About this exercise: Among the entries below, how many lines include the string "usize"? Answer with only the number.

Input data:

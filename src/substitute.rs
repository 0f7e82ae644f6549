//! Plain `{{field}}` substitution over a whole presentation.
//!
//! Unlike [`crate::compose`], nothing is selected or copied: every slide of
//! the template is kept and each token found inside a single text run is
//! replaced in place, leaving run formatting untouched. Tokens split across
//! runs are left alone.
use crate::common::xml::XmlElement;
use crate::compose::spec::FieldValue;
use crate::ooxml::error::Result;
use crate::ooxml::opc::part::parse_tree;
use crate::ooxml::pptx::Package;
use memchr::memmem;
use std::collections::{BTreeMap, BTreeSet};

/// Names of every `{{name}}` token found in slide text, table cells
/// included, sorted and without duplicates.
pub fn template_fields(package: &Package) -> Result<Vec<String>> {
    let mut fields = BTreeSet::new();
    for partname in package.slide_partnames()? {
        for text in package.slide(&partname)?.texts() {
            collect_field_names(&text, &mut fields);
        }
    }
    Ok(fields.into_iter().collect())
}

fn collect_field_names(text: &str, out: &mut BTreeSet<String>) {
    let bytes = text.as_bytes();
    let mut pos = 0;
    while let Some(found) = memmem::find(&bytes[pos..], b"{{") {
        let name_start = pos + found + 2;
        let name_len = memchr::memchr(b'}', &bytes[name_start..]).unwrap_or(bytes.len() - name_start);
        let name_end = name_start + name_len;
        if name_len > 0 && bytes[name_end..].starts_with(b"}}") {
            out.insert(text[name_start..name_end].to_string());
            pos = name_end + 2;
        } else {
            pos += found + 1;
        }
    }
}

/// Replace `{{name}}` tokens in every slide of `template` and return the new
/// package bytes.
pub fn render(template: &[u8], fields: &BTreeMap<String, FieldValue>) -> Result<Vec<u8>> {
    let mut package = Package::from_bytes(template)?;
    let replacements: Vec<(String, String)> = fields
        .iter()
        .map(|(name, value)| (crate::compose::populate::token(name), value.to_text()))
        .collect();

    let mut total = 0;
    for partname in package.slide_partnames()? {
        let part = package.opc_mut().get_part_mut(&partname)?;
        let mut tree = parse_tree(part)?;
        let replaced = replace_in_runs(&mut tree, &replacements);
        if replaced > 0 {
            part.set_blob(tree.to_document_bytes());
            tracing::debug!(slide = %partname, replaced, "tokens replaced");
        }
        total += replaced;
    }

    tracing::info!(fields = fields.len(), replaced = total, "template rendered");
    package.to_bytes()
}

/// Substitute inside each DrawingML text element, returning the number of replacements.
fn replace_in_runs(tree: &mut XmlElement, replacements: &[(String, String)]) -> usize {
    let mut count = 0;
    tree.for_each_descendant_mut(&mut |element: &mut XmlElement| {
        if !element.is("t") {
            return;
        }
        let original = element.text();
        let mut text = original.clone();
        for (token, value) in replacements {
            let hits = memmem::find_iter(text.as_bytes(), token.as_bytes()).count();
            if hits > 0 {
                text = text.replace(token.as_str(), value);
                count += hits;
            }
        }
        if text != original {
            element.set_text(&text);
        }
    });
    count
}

--

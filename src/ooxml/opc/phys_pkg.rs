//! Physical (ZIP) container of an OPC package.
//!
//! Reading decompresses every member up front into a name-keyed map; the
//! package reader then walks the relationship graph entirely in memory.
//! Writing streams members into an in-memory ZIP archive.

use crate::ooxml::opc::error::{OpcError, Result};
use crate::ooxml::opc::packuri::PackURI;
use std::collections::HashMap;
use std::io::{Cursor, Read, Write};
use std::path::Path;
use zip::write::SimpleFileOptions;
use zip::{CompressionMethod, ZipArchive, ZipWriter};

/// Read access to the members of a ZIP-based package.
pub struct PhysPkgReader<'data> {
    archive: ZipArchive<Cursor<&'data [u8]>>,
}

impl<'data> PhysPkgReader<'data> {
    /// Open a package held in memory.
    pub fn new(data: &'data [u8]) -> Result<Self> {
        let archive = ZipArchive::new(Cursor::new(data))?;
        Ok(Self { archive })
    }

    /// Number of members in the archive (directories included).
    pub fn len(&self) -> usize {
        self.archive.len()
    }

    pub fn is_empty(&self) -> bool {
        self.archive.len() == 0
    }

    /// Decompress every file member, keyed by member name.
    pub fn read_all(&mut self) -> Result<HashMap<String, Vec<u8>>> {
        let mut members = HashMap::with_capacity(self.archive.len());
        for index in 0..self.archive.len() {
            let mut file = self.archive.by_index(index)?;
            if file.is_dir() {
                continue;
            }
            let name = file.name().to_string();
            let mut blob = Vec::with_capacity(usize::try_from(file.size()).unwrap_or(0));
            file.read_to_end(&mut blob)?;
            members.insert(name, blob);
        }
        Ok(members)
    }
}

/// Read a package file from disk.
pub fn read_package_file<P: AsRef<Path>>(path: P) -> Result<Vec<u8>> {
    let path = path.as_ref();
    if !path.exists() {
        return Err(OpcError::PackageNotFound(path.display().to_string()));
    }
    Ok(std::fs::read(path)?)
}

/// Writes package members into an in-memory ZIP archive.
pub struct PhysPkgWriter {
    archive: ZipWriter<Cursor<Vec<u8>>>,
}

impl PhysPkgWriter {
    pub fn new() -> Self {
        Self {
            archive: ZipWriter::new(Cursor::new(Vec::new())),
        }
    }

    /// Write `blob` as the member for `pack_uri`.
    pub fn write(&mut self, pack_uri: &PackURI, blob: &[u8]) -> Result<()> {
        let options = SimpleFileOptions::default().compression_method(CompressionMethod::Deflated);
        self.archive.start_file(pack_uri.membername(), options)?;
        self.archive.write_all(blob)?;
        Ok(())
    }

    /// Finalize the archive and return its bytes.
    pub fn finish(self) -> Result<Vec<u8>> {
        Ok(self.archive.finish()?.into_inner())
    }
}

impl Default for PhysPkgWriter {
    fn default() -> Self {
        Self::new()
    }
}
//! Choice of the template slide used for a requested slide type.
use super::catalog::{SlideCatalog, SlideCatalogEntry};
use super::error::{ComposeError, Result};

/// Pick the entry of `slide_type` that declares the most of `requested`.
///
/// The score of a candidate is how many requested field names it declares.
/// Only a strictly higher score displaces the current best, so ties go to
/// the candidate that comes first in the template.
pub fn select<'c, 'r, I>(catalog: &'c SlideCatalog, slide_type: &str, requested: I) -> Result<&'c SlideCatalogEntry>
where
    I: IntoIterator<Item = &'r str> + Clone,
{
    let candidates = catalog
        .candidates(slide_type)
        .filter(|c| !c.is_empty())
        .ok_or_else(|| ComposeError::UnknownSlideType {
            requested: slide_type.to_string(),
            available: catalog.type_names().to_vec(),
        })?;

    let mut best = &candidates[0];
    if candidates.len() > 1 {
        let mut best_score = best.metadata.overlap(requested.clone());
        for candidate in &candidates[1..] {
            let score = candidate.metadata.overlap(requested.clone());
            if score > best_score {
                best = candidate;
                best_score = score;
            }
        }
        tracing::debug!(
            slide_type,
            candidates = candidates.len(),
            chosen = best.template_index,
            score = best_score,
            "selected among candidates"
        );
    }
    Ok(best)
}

Answer to this task: 3